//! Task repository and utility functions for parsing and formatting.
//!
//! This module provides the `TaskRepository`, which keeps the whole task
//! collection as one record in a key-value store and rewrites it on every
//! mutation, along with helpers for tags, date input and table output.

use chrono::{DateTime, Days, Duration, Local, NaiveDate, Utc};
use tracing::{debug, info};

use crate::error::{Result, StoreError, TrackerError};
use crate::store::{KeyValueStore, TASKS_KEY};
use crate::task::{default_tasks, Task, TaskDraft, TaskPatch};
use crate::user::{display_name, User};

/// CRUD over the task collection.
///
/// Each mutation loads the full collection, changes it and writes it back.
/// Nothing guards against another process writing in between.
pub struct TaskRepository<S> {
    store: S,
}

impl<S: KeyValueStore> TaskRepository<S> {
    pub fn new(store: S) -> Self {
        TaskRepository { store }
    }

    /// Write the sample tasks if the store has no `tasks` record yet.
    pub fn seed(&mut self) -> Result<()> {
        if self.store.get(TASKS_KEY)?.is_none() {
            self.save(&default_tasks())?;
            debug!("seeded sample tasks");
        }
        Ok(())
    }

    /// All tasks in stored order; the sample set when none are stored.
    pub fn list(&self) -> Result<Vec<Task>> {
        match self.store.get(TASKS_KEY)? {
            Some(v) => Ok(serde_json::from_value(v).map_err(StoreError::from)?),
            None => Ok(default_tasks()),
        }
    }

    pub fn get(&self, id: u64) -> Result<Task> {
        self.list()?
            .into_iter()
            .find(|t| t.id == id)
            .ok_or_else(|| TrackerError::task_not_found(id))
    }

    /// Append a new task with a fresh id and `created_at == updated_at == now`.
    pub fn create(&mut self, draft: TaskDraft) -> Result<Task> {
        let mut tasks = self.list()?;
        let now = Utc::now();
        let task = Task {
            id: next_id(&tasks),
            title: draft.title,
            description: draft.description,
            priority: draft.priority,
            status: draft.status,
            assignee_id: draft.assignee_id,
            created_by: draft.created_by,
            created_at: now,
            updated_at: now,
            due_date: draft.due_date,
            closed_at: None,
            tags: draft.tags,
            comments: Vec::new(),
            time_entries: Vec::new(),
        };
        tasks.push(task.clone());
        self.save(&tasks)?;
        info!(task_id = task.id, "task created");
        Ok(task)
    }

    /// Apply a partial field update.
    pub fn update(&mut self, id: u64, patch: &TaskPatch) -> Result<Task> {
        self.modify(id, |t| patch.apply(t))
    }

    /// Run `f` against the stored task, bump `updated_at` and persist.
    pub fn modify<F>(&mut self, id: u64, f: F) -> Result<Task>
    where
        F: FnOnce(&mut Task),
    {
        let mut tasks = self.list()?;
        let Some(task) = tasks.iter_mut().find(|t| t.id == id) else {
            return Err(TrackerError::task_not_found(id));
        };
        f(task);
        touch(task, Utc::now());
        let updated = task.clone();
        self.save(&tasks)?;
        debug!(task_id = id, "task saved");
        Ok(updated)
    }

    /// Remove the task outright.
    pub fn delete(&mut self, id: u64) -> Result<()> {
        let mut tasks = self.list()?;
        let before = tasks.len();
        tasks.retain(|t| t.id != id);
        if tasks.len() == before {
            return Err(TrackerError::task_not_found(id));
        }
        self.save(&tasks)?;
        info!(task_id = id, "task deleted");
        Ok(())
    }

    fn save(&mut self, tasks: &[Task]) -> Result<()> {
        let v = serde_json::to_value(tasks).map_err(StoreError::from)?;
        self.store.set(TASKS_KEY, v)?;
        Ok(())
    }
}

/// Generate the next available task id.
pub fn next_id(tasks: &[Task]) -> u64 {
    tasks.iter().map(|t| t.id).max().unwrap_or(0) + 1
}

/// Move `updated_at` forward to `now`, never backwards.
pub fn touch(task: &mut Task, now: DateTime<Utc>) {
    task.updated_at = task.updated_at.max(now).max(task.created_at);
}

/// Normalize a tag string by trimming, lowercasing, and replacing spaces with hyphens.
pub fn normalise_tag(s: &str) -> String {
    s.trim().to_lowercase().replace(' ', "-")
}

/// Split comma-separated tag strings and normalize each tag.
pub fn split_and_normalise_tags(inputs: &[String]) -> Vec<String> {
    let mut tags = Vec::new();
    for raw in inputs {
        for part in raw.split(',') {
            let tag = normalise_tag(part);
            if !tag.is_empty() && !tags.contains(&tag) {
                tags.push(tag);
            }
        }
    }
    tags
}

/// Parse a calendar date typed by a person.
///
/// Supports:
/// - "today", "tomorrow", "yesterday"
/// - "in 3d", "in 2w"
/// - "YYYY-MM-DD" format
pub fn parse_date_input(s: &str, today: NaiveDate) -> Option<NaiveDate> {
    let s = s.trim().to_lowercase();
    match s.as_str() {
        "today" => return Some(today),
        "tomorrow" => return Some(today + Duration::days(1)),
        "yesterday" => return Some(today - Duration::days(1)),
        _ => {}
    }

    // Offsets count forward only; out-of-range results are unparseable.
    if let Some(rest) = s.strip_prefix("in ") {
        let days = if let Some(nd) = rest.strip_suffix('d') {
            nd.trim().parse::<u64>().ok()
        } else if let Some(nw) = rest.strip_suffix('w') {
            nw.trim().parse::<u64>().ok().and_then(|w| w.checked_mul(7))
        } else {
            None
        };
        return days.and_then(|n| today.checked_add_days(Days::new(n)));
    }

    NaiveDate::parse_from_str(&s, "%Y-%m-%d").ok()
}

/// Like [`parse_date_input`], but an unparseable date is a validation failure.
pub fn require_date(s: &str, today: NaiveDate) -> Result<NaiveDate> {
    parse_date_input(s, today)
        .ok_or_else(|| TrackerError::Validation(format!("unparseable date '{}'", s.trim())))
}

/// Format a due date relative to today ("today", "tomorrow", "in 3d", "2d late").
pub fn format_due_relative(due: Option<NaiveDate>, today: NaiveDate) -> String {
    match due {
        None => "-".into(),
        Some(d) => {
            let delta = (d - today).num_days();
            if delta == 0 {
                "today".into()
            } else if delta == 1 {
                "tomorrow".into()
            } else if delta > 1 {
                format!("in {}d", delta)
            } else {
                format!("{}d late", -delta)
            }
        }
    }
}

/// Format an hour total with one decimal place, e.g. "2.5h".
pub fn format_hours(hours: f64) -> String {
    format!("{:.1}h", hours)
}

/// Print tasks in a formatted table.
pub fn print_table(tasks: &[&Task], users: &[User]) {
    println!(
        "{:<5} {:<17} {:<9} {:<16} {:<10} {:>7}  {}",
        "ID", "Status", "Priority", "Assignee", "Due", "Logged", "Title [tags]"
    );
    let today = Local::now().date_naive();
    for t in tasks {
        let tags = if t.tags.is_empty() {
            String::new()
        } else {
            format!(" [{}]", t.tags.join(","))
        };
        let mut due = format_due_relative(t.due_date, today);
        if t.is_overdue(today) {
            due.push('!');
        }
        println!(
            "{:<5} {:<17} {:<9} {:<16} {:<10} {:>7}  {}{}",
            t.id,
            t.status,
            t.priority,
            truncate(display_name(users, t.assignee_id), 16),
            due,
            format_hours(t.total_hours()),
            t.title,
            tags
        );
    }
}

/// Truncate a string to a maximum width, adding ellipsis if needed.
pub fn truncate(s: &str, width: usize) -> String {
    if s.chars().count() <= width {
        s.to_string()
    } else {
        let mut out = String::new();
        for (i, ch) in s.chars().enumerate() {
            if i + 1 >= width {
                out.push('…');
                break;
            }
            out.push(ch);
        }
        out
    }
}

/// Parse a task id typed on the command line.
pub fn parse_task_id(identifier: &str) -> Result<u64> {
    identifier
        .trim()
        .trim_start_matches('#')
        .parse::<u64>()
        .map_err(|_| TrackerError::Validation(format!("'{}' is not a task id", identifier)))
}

— What you will do —
Your answer must be an exact transcription of every record above.

— Reply —
//! Task repository and utility functions for parsing and formatting.
//!
//! This module provides the `TaskRepository`, which keeps the whole task
//! collection as one record in a key-value store and rewrites it on every
//! mutation, along with helpers for tags, date input and table output.

use chrono::{DateTime, Days, Duration, Local, NaiveDate, Utc};
use tracing::{debug, info};

use crate::error::{Result, StoreError, TrackerError};
use crate::store::{KeyValueStore, TASKS_KEY};
use crate::task::{default_tasks, Task, TaskDraft, TaskPatch};
use crate::user::{display_name, User};

/// CRUD over the task collection.
///
/// Each mutation loads the full collection, changes it and writes it back.
/// Nothing guards against another process writing in between.
pub struct TaskRepository<S> {
    store: S,
}

impl<S: KeyValueStore> TaskRepository<S> {
    pub fn new(store: S) -> Self {
        TaskRepository { store }
    }

    /// Write the sample tasks if the store has no `tasks` record yet.
    pub fn seed(&mut self) -> Result<()> {
        if self.store.get(TASKS_KEY)?.is_none() {
            self.save(&default_tasks())?;
            debug!("seeded sample tasks");
        }
        Ok(())
    }

    /// All tasks in stored order; the sample set when none are stored.
    pub fn list(&self) -> Result<Vec<Task>> {
        match self.store.get(TASKS_KEY)? {
            Some(v) => Ok(serde_json::from_value(v).map_err(StoreError::from)?),
            None => Ok(default_tasks()),
        }
    }

    pub fn get(&self, id: u64) -> Result<Task> {
        self.list()?
            .into_iter()
            .find(|t| t.id == id)
            .ok_or_else(|| TrackerError::task_not_found(id))
    }

    /// Append a new task with a fresh id and `created_at == updated_at == now`.
    pub fn create(&mut self, draft: TaskDraft) -> Result<Task> {
        let mut tasks = self.list()?;
        let now = Utc::now();
        let task = Task {
            id: next_id(&tasks),
            title: draft.title,
            description: draft.description,
            priority: draft.priority,
            status: draft.status,
            assignee_id: draft.assignee_id,
            created_by: draft.created_by,
            created_at: now,
            updated_at: now,
            due_date: draft.due_date,
            closed_at: None,
            tags: draft.tags,
            comments: Vec::new(),
            time_entries: Vec::new(),
        };
        tasks.push(task.clone());
        self.save(&tasks)?;
        info!(task_id = task.id, "task created");
        Ok(task)
    }

    /// Apply a partial field update.
    pub fn update(&mut self, id: u64, patch: &TaskPatch) -> Result<Task> {
        self.modify(id, |t| patch.apply(t))
    }

    /// Run `f` against the stored task, bump `updated_at` and persist.
    pub fn modify<F>(&mut self, id: u64, f: F) -> Result<Task>
    where
        F: FnOnce(&mut Task),
    {
        let mut tasks = self.list()?;
        let Some(task) = tasks.iter_mut().find(|t| t.id == id) else {
            return Err(TrackerError::task_not_found(id));
        };
        f(task);
        touch(task, Utc::now());
        let updated = task.clone();
        self.save(&tasks)?;
        debug!(task_id = id, "task saved");
        Ok(updated)
    }

    /// Remove the task outright.
    pub fn delete(&mut self, id: u64) -> Result<()> {
        let mut tasks = self.list()?;
        let before = tasks.len();
        tasks.retain(|t| t.id != id);
        if tasks.len() == before {
            return Err(TrackerError::task_not_found(id));
        }
        self.save(&tasks)?;
        info!(task_id = id, "task deleted");
        Ok(())
    }

    fn save(&mut self, tasks: &[Task]) -> Result<()> {
        let v = serde_json::to_value(tasks).map_err(StoreError::from)?;
        self.store.set(TASKS_KEY, v)?;
        Ok(())
    }
}

/// Generate the next available task id.
pub fn next_id(tasks: &[Task]) -> u64 {
    tasks.iter().map(|t| t.id).max().unwrap_or(0) + 1
}

/// Move `updated_at` forward to `now`, never backwards.
pub fn touch(task: &mut Task, now: DateTime<Utc>) {
    task.updated_at = task.updated_at.max(now).max(task.created_at);
}

/// Normalize a tag string by trimming, lowercasing, and replacing spaces with hyphens.
pub fn normalise_tag(s: &str) -> String {
    s.trim().to_lowercase().replace(' ', "-")
}

/// Split comma-separated tag strings and normalize each tag.
pub fn split_and_normalise_tags(inputs: &[String]) -> Vec<String> {
    let mut tags = Vec::new();
    for raw in inputs {
        for part in raw.split(',') {
            let tag = normalise_tag(part);
            if !tag.is_empty() && !tags.contains(&tag) {
                tags.push(tag);
            }
        }
    }
    tags
}

/// Parse a calendar date typed by a person.
///
/// Supports:
/// - "today", "tomorrow", "yesterday"
/// - "in 3d", "in 2w"
/// - "YYYY-MM-DD" format
pub fn parse_date_input(s: &str, today: NaiveDate) -> Option<NaiveDate> {
    let s = s.trim().to_lowercase();
    match s.as_str() {
        "today" => return Some(today),
        "tomorrow" => return Some(today + Duration::days(1)),
        "yesterday" => return Some(today - Duration::days(1)),
        _ => {}
    }

    // Offsets count forward only; out-of-range results are unparseable.
    if let Some(rest) = s.strip_prefix("in ") {
        let days = if let Some(nd) = rest.strip_suffix('d') {
            nd.trim().parse::<u64>().ok()
        } else if let Some(nw) = rest.strip_suffix('w') {
            nw.trim().parse::<u64>().ok().and_then(|w| w.checked_mul(7))
        } else {
            None
        };
        return days.and_then(|n| today.checked_add_days(Days::new(n)));
    }

    NaiveDate::parse_from_str(&s, "%Y-%m-%d").ok()
}

/// Like [`parse_date_input`], but an unparseable date is a validation failure.
pub fn require_date(s: &str, today: NaiveDate) -> Result<NaiveDate> {
    parse_date_input(s, today)
        .ok_or_else(|| TrackerError::Validation(format!("unparseable date '{}'", s.trim())))
}

/// Format a due date relative to today ("today", "tomorrow", "in 3d", "2d late").
pub fn format_due_relative(due: Option<NaiveDate>, today: NaiveDate) -> String {
    match due {
        None => "-".into(),
        Some(d) => {
            let delta = (d - today).num_days();
            if delta == 0 {
                "today".into()
            } else if delta == 1 {
                "tomorrow".into()
            } else if delta > 1 {
                format!("in {}d", delta)
            } else {
                format!("{}d late", -delta)
            }
        }
    }
}

/// Format an hour total with one decimal place, e.g. "2.5h".
pub fn format_hours(hours: f64) -> String {
    format!("{:.1}h", hours)
}

/// Print tasks in a formatted table.
pub fn print_table(tasks: &[&Task], users: &[User]) {
    println!(
        "{:<5} {:<17} {:<9} {:<16} {:<10} {:>7}  {}",
        "ID", "Status", "Priority", "Assignee", "Due", "Logged", "Title [tags]"
    );
    let today = Local::now().date_naive();
    for t in tasks {
        let tags = if t.tags.is_empty() {
            String::new()
        } else {
            format!(" [{}]", t.tags.join(","))
        };
        let mut due = format_due_relative(t.due_date, today);
        if t.is_overdue(today) {
            due.push('!');
        }
        println!(
            "{:<5} {:<17} {:<9} {:<16} {:<10} {:>7}  {}{}",
            t.id,
            t.status,
            t.priority,
            truncate(display_name(users, t.assignee_id), 16),
            due,
            format_hours(t.total_hours()),
            t.title,
            tags
        );
    }
}

/// Truncate a string to a maximum width, adding ellipsis if needed.
pub fn truncate(s: &str, width: usize) -> String {
    if s.chars().count() <= width {
        s.to_string()
    } else {
        let mut out = String::new();
        for (i, ch) in s.chars().enumerate() {
            if i + 1 >= width {
                out.push('…');
                break;
            }
            out.push(ch);
        }
        out
    }
}

/// Parse a task id typed on the command line.
pub fn parse_task_id(identifier: &str) -> Result<u64> {
    identifier
        .trim()
        .trim_start_matches('#')
        .parse::<u64>()
        .map_err(|_| TrackerError::Validation(format!("'{}' is not a task id", identifier)))
}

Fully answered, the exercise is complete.